After much prompting from Roy, one of the other interns, called the Runt, begins dating a new nurse, Angel. While taking care of the Runt’s patients one night, Roy talks to Hooper, another intern whose marriage is in trouble because of the stress of the job, and Roy wonders if his relationship with Berry is in trouble, too. Another one of the Runt’s patients is near death, and Roy summons the Fat Man to help him save the man. The Fat Man starts to help him but quietly leaves shortly thereafter, and Roy finishes working with the man alone without realizing it. Afterwards, he realizes that he’s becoming more confident under the Fat Man’s mentorship.
Roy exercises his newfound confidence, enmeshing himself even more into hospital life. The hospital administrators create an award called the Black Crow that rewards the doctor who gets the most patient permissions to perform autopsies after death. The interns are confused about how their progress toward this goal will be counted, since they are supposed to be working toward greater health for the patients, not encouraging them to die.
Molly and Roy begin having sex regularly, both at and outside of work. Roy feels guilty about cheating on Berry but continues to see Molly. He and Berry try to maintain a connection but end up fighting. Berry thinks Roy is becoming too enmeshed in the world of the House of God and is frustrated by his focus on the body, which is opposed to her focus on the mind as a psychologist. Roy remembers Hooper’s troubled marriage and concludes that his relationship is also in trouble.
The strain of the interns’ work becomes increasingly apparent in these chapters. Not only do the interns become run down under a grueling on-call schedule, but also their relationships with their loved ones (Berry, Potts’s and Hooper’s wives) begin to erode, preventing them from feeling a more human, emotional connection in their personal lives as well. The workaholic Jo serves as a warning of what could happen to the interns if they continue to shut themselves off from human connection and if the medical system continues to dehumanize its doctors.

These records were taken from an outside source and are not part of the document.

/// Stop conditions for a scroll-until run.
#[derive(Debug, Clone, PartialEq, Serialize, Deserialize)]
#[serde(tag = "kind", rename_all = "camelCase", rename_all_fields = "camelCase")]
pub enum UntilCondition {
    /// The container is scrolled to (near) its end.
    End {
        #[serde(default, skip_serializing_if = "Option::is_none")]
        threshold_px: Option<f64>,
    },
    /// A referent element exists (optionally visible, optionally inside
    /// the container).
    Element {
        #[serde(default, skip_serializing_if = "Option::is_none")]
        key: Option<String>,
        #[serde(default, skip_serializing_if = "Option::is_none")]
        css: Option<String>,
        #[serde(default, skip_serializing_if = "Option::is_none")]
        xpath: Option<String>,
        #[serde(default)]
        require_visible: bool,
    },
    /// The count of matching descendants grew by at least `min_delta`.
    ListGrowth {
        #[serde(default, skip_serializing_if = "Option::is_none")]
        parent_key: Option<String>,
        #[serde(default, skip_serializing_if = "Option::is_none")]
        item_css: Option<String>,
        #[serde(default, skip_serializing_if = "Option::is_none")]
        min_delta: Option<u64>,
    },
    /// Caller-evaluated predicate.
    Predicate {
        #[serde(default, skip_serializing_if = "Option::is_none")]
        id: Option<String>,
        #[serde(default, skip_serializing_if = "Option::is_none")]
        expression: Option<String>,
        #[serde(default, skip_serializing_if = "Option::is_none")]
        ctx_path: Option<String>,
    },
}

/// Verdict from a predicate evaluation.
#[derive(Debug, Clone, Default)]
pub struct PredicateVerdict {
    pub satisfied: bool,
    pub reason: Option<String>,
    pub snapshot: Option<Value>,
}

/// Caller-supplied evaluator for `UntilCondition::Predicate`.
pub trait PredicateEvaluator: Send + Sync {
    fn evaluate(&self, condition: &UntilCondition) -> Result<PredicateVerdict, String>;
}

/// Final status of a run.
#[derive(Debug, Clone, Copy, PartialEq, Eq, Serialize, Deserialize)]
#[serde(rename_all = "snake_case")]
pub enum ScrollUntilStatus {
    Success,
    Timeout,
    NoChange,
    Cancelled,
    ContainerUnavailable,
    PredicateError,
}

impl ScrollUntilStatus {
    pub fn as_str(&self) -> &'static str {
        match self {
            ScrollUntilStatus::Success => "success",
            ScrollUntilStatus::Timeout => "timeout",
            ScrollUntilStatus::NoChange => "no_change",
            ScrollUntilStatus::Cancelled => "cancelled",
            ScrollUntilStatus::ContainerUnavailable => "container_unavailable",
            ScrollUntilStatus::PredicateError => "predicate_error",
        }
    }
}

/// Caller options; every numeric field is clamped by the runner.
#[derive(Clone)]
pub struct ScrollUntilOptions {
    pub until: UntilCondition,
    pub container: Option<NodeHandle>,
    pub container_key: Option<String>,
    /// Anchor for the detection cascade when no container is given.
    pub anchor: Option<NodeHandle>,
    pub step_px: Option<f64>,
    pub max_attempts: Option<u32>,
    pub delay_ms: Option<u64>,
    pub timeout_ms: Option<u64>,
    pub min_delta_px: Option<f64>,
    pub metadata: Option<Value>,
    pub detection: DetectOptions,
    pub cancel: Option<CancellationToken>,
}

impl ScrollUntilOptions {
    pub fn new(until: UntilCondition) -> Self {
        Self {
            until,
            container: None,
            container_key: None,
            anchor: None,
            step_px: None,
            max_attempts: None,
            delay_ms: None,
            timeout_ms: None,
            min_delta_px: None,
            metadata: None,
            detection: DetectOptions::default(),
            cancel: None,
        }
    }
}

/// Clamped configuration echoed in the result.
#[derive(Debug, Clone, Copy, PartialEq, Serialize, Deserialize)]
pub struct ScrollUntilConfig {
    pub step_px: f64,
    pub max_attempts: u32,
    pub delay_ms: u64,
    pub timeout_ms: u64,
    pub min_delta_px: f64,
}

impl ScrollUntilConfig {
    fn from_options(options: &ScrollUntilOptions) -> Self {
        Self {
            step_px: options.step_px.unwrap_or(320.0).clamp(1.0, 500.0),
            max_attempts: options.max_attempts.unwrap_or(40).max(1),
            delay_ms: options.delay_ms.unwrap_or(200).min(1000),
            timeout_ms: options.timeout_ms.unwrap_or(8000).max(1),
            min_delta_px: options.min_delta_px.unwrap_or(2.0).max(0.0),
        }
    }
}

/// Result record for one run.
#[derive(Debug, Clone)]
pub struct ScrollUntilResult {
    pub status: ScrollUntilStatus,
    pub attempts: u32,
    pub started_at: DateTime<Utc>,
    pub finished_at: DateTime<Utc>,
    pub elapsed_ms: u64,
    pub last_delta: (f64, f64),
    pub cumulative_delta: (f64, f64),
    pub config: ScrollUntilConfig,
    pub reason: Option<String>,
    pub container: Option<NodeHandle>,
    pub run_id: ScrollRunId,
    pub predicate_snapshot: Option<Value>,
    pub dom_stable: Option<bool>,
    pub consecutive_no_change: u32,
    pub metadata: Option<Value>,
}

impl ScrollUntilResult {
    /// Short operator hint for the failure surface.
    pub fn guidance(&self) -> Option<&'static str> {
        match self.status {
            ScrollUntilStatus::Timeout => {
                Some("raise timeoutMs/maxAttempts or loosen the stop condition")
            }
            ScrollUntilStatus::NoChange => {
                Some("container stopped moving; verify it is the real scroller")
            }
            ScrollUntilStatus::ContainerUnavailable => {
                Some("no scrollable container found; pass container or containerKey")
            }
            ScrollUntilStatus::PredicateError => Some("predicate evaluator raised an error"),
            _ => None,
        }
    }
}

/// The scroll-until runner.
pub struct ScrollUntilRunner {
    backend: Arc<dyn DomBackend>,
    telemetry: Arc<ScrollTelemetry>,
    key_resolver: Option<KeyResolverFn>,
    predicate_evaluator: Option<Arc<dyn PredicateEvaluator>>,
}

struct RunState {
    initial_count: Option<usize>,
}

The inanity of the hospital’s bureaucracy is also highlighted in these chapters, particularly the discussion of the “Black Crow” award. The interns are presented with conflicting goals—curing patients while also being rewarded for their deaths—and don’t know how to handle the confusion this causes. The hospital is presented as a place where medicine is often supplanted by profit, such as when expensive and unnecessary tests and procedures are ordered for patients. Shem is emphasizing the human damage that can result when medical institutions try to make a profit from the care they offer. The higher-up doctors (Leggo and the Fish) also tend to treat patients in terms of numbers rather than as people, a mindset Roy is forced to adopt for a while as he tries to cope with his work.